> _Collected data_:
--- START ---
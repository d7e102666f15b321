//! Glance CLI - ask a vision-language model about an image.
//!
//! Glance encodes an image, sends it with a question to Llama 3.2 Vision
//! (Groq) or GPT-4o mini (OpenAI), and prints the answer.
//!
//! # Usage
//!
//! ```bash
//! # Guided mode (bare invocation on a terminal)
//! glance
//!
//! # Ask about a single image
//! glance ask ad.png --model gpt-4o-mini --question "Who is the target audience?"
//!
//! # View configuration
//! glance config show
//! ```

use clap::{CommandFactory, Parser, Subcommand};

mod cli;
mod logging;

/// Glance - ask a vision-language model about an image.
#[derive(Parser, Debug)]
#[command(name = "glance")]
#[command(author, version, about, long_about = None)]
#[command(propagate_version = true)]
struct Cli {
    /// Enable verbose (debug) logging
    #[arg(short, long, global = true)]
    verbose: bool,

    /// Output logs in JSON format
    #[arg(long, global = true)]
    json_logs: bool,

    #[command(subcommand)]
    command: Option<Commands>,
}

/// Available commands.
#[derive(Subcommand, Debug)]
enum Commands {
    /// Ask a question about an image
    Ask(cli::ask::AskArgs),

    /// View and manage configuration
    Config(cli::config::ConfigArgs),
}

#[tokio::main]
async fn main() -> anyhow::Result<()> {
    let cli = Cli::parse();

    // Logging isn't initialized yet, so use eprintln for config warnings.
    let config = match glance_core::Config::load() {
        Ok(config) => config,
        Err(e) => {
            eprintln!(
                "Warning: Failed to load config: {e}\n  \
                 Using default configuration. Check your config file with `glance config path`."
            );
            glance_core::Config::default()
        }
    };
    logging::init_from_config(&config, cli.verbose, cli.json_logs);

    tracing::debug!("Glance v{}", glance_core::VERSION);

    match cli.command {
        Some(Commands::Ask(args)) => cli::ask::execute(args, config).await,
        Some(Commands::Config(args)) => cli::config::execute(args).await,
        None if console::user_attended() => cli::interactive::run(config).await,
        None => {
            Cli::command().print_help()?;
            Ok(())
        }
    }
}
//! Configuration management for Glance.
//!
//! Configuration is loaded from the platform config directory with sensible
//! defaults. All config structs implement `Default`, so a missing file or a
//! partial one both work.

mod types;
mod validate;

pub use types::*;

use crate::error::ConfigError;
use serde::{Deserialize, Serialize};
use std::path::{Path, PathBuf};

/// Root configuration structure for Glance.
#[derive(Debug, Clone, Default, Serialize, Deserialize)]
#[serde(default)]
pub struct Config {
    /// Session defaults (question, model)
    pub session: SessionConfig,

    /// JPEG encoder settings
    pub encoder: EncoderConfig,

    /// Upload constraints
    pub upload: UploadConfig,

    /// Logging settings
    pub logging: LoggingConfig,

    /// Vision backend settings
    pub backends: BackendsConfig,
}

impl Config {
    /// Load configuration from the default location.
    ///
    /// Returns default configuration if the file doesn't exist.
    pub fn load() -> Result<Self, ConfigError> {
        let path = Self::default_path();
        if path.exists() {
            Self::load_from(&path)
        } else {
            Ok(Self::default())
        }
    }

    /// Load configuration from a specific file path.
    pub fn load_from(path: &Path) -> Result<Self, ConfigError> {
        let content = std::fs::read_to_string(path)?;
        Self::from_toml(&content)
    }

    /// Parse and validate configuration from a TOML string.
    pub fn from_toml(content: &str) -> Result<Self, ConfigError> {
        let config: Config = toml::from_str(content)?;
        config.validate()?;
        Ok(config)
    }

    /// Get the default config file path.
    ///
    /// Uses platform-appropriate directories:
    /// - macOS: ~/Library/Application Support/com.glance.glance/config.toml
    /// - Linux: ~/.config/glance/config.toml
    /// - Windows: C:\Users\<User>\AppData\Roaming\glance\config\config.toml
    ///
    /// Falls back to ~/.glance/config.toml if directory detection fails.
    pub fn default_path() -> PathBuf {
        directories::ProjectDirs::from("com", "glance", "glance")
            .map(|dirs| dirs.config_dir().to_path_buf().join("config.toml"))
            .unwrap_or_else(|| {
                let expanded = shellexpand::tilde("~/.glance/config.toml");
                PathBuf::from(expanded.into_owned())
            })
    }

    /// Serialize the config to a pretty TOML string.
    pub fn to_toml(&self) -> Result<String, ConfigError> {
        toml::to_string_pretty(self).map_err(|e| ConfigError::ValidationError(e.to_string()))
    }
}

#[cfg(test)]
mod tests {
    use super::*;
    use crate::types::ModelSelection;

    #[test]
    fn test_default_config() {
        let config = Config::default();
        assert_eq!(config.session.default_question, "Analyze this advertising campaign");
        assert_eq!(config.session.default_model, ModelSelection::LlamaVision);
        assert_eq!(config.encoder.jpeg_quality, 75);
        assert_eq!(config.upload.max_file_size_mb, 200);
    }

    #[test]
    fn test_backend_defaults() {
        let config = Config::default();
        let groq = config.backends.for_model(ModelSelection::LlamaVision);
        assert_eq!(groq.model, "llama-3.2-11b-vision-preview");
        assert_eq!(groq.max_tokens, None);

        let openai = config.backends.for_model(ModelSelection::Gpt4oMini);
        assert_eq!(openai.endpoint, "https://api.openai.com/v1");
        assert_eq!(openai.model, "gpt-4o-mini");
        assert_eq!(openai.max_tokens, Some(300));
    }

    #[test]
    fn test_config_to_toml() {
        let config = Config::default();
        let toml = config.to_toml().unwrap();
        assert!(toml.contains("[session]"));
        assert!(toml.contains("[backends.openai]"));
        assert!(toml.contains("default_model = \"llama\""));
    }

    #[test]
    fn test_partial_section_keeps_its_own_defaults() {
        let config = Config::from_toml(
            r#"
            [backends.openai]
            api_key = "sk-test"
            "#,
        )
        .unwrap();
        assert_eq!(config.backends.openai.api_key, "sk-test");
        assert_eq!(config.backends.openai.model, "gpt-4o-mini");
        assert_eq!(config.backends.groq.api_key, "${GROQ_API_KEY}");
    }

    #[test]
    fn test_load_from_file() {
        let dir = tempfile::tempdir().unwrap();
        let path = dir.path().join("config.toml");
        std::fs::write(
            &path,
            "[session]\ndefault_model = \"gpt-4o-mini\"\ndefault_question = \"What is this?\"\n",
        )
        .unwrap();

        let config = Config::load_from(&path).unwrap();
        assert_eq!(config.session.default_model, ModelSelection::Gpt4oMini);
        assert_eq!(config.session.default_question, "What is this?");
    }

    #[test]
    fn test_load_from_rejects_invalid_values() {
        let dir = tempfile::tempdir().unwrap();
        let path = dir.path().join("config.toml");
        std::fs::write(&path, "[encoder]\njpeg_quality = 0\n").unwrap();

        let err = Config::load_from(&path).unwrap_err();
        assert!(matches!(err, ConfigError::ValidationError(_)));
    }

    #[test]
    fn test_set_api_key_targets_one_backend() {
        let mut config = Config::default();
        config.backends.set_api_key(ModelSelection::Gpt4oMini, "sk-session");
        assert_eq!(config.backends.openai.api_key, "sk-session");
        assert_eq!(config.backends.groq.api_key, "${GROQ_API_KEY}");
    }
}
--- END ---
--- START ---
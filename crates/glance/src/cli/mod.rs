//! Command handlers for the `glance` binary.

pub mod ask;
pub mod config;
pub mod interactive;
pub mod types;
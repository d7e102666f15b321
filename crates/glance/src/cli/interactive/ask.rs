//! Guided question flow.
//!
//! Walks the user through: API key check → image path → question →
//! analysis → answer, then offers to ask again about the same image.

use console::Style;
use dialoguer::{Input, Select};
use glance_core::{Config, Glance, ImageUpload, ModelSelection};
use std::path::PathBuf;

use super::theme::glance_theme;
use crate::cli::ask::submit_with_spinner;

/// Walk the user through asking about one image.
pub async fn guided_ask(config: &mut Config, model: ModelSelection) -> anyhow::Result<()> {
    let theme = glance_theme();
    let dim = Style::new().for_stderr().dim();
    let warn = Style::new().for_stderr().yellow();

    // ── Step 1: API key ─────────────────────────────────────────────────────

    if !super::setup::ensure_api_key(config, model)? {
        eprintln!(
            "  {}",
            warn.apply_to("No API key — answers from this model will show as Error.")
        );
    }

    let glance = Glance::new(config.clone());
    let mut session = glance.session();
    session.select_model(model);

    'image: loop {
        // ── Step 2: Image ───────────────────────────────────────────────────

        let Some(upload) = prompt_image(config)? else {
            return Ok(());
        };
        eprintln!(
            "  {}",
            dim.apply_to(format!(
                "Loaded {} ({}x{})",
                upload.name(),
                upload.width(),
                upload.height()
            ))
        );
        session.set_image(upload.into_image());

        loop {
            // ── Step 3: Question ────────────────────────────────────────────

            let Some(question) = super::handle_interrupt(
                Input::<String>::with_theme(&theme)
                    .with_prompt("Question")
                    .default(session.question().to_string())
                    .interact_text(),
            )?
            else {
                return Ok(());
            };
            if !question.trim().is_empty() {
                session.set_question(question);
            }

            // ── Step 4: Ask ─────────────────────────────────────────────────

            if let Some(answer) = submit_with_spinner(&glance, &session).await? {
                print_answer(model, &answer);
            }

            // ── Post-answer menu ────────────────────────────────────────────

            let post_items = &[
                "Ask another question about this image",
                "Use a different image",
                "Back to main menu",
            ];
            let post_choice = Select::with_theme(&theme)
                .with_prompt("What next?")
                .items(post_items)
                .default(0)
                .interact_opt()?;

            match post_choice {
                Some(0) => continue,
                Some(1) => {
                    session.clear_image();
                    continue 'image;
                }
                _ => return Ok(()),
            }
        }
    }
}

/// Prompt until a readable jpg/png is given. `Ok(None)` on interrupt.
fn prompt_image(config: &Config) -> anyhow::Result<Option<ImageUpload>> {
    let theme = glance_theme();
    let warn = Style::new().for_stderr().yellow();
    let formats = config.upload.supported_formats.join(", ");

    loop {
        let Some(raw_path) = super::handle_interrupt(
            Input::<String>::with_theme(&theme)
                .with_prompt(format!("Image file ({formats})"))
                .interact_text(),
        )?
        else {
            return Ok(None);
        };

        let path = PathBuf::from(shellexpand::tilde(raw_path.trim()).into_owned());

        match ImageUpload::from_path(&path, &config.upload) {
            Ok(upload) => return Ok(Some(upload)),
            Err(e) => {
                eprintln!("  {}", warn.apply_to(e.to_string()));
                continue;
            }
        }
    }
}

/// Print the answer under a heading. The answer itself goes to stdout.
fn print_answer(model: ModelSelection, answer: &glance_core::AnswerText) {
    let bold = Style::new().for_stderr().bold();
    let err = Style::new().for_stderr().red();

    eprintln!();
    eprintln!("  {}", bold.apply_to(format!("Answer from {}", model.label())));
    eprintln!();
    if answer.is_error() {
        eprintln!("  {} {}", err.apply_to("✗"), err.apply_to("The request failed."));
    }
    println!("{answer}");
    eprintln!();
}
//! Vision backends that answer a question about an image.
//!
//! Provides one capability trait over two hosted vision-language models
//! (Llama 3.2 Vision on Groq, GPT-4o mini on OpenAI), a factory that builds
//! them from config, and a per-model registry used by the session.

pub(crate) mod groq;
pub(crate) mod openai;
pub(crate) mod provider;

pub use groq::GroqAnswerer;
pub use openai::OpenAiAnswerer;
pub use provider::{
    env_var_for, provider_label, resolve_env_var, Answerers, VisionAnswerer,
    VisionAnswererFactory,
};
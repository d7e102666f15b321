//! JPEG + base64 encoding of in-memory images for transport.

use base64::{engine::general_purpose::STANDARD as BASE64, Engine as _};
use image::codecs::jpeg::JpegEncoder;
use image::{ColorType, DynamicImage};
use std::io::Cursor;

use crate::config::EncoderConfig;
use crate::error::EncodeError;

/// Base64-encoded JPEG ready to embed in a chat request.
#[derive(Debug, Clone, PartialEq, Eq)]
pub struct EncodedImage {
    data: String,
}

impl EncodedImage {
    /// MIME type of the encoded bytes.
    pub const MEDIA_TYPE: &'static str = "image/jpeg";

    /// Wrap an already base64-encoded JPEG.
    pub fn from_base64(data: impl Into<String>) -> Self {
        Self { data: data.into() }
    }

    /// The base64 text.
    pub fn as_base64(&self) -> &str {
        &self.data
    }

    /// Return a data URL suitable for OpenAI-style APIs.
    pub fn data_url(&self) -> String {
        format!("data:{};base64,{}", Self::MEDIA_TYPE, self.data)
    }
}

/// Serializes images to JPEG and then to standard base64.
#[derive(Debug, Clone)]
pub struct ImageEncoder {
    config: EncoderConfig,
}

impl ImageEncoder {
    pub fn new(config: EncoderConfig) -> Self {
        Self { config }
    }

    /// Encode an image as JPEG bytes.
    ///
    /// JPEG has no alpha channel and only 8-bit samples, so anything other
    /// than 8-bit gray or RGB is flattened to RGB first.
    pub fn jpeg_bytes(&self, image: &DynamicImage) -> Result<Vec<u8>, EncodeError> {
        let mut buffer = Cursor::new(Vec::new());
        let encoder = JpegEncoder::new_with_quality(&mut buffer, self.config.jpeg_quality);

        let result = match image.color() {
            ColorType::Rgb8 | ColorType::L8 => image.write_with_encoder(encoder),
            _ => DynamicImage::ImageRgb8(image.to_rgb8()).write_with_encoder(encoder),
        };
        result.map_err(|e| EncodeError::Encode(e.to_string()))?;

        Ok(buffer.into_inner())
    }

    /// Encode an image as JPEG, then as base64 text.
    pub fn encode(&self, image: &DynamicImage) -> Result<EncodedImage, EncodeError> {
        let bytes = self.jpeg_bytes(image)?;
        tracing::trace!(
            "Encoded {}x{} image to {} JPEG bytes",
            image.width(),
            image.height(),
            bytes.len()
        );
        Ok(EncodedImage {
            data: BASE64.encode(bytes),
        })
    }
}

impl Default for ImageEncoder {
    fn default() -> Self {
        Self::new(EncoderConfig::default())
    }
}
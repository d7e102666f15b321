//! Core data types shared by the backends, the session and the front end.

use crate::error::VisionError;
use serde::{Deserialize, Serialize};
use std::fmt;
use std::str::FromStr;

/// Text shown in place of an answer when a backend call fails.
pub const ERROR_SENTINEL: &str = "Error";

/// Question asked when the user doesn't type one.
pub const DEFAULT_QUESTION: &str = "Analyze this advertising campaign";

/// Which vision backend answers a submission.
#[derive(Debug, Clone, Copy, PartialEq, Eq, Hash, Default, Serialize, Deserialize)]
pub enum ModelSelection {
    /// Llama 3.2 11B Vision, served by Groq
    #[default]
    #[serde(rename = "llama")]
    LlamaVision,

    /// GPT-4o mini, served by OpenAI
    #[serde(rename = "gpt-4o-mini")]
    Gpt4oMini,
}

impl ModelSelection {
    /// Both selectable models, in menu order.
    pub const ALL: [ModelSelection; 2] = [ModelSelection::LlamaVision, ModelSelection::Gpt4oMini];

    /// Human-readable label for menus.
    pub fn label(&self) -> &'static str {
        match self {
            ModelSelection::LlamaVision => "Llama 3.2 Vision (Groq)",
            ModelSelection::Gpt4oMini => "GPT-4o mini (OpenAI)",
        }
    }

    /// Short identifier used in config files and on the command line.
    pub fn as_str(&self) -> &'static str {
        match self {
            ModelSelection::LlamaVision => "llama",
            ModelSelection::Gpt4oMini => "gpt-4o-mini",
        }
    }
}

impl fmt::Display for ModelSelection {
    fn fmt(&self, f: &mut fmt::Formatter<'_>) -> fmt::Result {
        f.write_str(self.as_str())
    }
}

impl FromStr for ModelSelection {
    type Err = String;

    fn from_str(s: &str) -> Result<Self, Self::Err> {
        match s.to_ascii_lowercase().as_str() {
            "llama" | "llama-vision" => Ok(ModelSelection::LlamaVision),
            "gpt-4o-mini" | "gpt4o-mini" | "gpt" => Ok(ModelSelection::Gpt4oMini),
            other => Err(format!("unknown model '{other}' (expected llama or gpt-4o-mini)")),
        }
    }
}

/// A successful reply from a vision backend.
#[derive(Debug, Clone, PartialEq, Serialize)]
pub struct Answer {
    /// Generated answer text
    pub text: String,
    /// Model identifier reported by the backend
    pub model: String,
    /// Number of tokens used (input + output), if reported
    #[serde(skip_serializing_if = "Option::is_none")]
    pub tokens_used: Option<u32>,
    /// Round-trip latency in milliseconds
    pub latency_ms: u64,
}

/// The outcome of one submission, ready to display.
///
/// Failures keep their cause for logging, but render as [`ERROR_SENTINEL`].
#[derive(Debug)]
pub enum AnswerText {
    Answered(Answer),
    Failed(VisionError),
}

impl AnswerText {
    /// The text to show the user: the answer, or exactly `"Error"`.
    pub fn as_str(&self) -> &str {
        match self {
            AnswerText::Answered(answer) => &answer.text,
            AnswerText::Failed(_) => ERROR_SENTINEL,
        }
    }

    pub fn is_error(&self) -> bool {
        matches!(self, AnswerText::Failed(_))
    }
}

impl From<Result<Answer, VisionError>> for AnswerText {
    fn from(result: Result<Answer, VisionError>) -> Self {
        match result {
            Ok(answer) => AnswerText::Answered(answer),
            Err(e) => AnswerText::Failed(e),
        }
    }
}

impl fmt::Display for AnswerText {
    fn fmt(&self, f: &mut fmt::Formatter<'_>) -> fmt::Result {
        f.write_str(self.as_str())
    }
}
--- END ---
> _YOUR TASK_:
Search the data for "contains" and list every line in which it occurs.

> _OUTPUT FOR THIS EXERCISE_:
        assert!(toml.contains("[session]"));
        assert!(toml.contains("[backends.openai]"));
        assert!(toml.contains("default_model = \"llama\""));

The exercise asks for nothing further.